▶ **ACTIVITY**
Give only the number of lines in these records that include "usize".

Data excerpts:
***

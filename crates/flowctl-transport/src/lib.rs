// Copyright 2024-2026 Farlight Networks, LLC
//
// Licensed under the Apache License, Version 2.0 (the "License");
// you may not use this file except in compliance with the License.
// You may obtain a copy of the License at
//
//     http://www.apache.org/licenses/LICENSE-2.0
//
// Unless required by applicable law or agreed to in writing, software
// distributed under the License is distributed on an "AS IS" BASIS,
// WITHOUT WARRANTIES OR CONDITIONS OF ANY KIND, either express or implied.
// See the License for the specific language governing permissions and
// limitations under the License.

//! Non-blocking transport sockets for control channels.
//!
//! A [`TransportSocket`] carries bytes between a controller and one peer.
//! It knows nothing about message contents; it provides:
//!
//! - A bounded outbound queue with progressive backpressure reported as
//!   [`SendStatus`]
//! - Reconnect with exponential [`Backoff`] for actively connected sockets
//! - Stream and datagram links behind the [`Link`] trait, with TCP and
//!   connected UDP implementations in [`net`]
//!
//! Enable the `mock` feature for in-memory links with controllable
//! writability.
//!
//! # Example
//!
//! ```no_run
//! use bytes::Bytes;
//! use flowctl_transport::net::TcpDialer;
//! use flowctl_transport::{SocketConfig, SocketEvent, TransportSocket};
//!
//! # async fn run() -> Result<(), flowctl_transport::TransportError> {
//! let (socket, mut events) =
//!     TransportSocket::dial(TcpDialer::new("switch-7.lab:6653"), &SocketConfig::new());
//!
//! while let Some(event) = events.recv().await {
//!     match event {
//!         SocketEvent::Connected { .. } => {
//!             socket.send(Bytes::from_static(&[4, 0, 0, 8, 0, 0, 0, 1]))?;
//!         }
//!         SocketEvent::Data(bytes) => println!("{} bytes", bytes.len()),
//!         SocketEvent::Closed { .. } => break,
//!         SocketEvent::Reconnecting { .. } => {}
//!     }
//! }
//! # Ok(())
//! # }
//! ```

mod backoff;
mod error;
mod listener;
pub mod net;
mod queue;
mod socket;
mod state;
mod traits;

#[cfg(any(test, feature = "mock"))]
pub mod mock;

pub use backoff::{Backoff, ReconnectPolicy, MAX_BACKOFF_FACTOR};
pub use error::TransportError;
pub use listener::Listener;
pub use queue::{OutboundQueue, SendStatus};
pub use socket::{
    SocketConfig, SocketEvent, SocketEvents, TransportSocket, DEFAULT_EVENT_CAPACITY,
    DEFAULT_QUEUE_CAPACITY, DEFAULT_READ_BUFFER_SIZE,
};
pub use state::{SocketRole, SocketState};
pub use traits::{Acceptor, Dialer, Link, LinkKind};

***

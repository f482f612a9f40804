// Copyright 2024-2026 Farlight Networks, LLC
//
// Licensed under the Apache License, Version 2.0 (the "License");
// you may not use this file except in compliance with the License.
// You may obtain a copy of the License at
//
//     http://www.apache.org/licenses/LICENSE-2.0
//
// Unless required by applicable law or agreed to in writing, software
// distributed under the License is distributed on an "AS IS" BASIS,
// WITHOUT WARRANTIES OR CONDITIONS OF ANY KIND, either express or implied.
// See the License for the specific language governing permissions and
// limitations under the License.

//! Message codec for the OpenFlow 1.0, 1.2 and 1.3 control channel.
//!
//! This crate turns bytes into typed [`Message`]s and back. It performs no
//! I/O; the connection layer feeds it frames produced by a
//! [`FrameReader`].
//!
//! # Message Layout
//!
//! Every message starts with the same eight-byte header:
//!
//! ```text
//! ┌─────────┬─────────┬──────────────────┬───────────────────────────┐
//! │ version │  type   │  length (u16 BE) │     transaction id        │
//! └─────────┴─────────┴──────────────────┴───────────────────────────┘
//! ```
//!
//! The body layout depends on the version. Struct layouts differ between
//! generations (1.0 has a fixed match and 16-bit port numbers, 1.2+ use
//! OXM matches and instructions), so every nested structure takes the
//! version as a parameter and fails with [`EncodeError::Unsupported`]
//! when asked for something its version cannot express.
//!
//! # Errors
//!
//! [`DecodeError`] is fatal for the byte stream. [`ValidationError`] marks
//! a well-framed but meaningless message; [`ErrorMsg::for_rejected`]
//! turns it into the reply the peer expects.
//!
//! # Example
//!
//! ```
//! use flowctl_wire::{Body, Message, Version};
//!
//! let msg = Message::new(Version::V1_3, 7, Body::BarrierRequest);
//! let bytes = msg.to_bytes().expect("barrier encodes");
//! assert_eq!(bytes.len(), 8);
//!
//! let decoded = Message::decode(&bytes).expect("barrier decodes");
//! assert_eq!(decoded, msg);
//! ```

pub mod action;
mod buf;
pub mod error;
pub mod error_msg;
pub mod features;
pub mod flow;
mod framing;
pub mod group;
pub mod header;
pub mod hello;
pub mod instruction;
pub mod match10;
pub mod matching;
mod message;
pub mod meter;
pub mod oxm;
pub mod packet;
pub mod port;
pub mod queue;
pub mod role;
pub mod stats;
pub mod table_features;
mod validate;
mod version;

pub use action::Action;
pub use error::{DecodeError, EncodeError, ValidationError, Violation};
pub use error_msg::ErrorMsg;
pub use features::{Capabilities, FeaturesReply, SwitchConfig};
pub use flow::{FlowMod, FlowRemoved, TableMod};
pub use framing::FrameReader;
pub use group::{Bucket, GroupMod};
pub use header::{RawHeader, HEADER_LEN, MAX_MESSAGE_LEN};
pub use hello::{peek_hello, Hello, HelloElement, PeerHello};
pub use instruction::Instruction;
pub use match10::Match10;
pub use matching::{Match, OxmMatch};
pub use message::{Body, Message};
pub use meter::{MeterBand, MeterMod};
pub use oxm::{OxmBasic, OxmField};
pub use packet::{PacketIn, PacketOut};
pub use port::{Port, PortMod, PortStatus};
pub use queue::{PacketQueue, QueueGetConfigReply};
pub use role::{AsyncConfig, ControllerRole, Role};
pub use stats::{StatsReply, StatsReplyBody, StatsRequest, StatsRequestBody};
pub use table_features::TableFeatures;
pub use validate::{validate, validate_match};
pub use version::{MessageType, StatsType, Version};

***

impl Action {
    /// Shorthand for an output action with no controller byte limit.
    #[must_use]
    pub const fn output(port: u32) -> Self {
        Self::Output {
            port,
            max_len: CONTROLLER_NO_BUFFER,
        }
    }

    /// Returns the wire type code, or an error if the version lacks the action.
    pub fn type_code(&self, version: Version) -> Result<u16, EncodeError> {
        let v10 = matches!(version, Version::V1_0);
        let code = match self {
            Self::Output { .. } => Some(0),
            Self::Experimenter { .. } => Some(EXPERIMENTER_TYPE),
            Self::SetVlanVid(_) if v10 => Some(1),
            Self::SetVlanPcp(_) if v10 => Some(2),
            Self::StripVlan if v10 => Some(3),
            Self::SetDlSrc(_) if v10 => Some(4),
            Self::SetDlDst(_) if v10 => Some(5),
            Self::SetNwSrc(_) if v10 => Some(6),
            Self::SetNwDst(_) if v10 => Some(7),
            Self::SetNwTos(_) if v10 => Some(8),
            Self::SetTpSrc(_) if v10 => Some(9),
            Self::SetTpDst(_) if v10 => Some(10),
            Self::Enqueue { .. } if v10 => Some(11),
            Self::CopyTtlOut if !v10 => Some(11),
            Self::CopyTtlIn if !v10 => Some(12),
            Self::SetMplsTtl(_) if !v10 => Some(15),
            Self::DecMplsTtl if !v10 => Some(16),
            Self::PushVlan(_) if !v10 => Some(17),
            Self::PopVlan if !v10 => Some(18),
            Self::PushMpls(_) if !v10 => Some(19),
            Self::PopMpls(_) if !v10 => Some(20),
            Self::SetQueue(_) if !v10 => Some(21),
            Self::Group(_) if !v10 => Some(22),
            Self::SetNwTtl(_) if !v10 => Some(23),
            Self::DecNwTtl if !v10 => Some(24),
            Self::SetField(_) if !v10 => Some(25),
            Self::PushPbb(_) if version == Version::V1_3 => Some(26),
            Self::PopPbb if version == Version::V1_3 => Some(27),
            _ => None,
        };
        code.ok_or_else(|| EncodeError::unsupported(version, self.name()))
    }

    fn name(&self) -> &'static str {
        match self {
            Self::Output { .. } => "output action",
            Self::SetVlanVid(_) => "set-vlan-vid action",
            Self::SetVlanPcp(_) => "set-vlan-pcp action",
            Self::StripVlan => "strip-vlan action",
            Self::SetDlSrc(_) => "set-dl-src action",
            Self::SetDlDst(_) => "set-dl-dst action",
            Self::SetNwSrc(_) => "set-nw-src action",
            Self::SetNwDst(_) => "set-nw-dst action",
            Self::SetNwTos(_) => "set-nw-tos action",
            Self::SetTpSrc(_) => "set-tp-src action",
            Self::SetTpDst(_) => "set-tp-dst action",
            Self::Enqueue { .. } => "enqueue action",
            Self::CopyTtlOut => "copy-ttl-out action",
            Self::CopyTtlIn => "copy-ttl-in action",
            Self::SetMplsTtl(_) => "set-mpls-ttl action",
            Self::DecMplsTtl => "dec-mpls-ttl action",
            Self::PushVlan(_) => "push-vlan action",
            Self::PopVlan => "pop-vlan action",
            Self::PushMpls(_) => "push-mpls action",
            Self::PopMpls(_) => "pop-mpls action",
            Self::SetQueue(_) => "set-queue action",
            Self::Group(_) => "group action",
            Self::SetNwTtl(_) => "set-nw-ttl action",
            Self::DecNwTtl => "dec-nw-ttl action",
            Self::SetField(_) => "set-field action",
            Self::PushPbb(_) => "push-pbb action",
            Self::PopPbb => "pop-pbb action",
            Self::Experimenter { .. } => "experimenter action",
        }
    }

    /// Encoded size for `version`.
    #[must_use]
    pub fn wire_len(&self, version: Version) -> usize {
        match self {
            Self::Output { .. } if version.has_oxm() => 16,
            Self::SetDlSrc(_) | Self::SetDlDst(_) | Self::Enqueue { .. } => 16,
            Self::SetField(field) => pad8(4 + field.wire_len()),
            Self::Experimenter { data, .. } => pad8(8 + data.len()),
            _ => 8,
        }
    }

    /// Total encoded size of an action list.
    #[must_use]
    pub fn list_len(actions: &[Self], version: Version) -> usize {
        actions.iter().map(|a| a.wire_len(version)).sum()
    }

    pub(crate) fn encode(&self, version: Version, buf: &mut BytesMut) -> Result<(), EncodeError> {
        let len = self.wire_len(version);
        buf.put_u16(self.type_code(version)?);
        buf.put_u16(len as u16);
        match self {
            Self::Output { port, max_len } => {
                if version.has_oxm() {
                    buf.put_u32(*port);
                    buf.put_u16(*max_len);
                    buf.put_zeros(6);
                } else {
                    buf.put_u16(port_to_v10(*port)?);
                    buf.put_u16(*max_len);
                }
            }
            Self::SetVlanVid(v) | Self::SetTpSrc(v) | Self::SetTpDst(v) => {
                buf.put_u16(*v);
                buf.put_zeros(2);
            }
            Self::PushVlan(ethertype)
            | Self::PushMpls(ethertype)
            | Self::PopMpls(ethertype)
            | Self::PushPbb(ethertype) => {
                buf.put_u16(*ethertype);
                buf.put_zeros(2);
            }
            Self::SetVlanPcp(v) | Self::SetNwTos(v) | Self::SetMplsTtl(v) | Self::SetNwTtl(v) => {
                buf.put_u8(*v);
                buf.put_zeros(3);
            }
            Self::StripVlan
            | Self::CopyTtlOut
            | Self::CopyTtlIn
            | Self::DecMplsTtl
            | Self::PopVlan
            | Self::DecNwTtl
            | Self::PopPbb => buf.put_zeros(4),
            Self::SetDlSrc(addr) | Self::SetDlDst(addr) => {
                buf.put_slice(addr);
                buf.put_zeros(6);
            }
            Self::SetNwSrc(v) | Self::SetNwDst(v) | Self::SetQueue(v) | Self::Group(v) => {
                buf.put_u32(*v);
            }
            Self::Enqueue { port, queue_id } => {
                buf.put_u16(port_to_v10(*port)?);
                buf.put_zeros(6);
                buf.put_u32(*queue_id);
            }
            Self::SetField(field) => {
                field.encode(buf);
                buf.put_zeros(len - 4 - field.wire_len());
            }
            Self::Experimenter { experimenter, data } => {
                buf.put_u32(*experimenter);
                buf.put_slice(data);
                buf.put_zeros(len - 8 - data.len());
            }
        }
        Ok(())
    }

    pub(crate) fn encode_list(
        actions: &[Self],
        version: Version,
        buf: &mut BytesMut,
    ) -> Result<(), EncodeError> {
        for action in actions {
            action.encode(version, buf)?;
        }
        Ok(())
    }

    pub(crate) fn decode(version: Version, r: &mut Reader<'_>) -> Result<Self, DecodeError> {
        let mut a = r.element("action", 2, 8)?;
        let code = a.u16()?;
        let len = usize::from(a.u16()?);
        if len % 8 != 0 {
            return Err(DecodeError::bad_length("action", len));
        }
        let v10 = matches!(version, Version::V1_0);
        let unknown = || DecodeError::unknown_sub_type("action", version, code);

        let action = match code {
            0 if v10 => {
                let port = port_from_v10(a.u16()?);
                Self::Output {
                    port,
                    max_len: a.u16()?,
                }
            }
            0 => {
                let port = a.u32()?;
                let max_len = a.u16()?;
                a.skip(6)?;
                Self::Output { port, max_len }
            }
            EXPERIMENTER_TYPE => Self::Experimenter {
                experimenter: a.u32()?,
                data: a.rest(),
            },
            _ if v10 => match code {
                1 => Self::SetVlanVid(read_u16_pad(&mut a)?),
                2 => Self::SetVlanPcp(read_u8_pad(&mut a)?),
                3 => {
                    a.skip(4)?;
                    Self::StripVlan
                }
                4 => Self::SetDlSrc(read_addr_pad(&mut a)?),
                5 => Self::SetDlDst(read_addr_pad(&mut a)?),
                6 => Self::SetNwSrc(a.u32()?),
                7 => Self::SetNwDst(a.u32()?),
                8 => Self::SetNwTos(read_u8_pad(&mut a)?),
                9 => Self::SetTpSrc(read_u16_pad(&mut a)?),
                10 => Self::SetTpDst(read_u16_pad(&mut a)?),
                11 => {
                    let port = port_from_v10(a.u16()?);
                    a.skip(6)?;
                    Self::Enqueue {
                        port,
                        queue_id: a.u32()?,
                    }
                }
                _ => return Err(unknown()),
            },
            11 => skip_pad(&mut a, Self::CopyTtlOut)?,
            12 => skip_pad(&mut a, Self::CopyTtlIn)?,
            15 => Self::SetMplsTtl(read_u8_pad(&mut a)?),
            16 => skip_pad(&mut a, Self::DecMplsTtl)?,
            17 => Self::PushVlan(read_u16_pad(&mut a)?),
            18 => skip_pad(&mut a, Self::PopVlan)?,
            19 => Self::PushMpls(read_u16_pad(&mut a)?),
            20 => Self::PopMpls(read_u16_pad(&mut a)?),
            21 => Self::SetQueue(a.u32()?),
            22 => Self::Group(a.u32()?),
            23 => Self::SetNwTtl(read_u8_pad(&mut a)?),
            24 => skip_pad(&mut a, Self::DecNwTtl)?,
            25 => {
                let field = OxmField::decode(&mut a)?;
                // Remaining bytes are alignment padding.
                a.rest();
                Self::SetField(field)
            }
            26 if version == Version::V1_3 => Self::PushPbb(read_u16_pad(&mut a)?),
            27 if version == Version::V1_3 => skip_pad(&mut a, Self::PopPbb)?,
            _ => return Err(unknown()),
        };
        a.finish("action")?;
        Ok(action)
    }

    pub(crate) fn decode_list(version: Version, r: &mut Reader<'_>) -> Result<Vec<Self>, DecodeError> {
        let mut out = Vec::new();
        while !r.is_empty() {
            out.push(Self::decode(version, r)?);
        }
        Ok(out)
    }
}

***

▶ **WRITTEN ANSWER**
3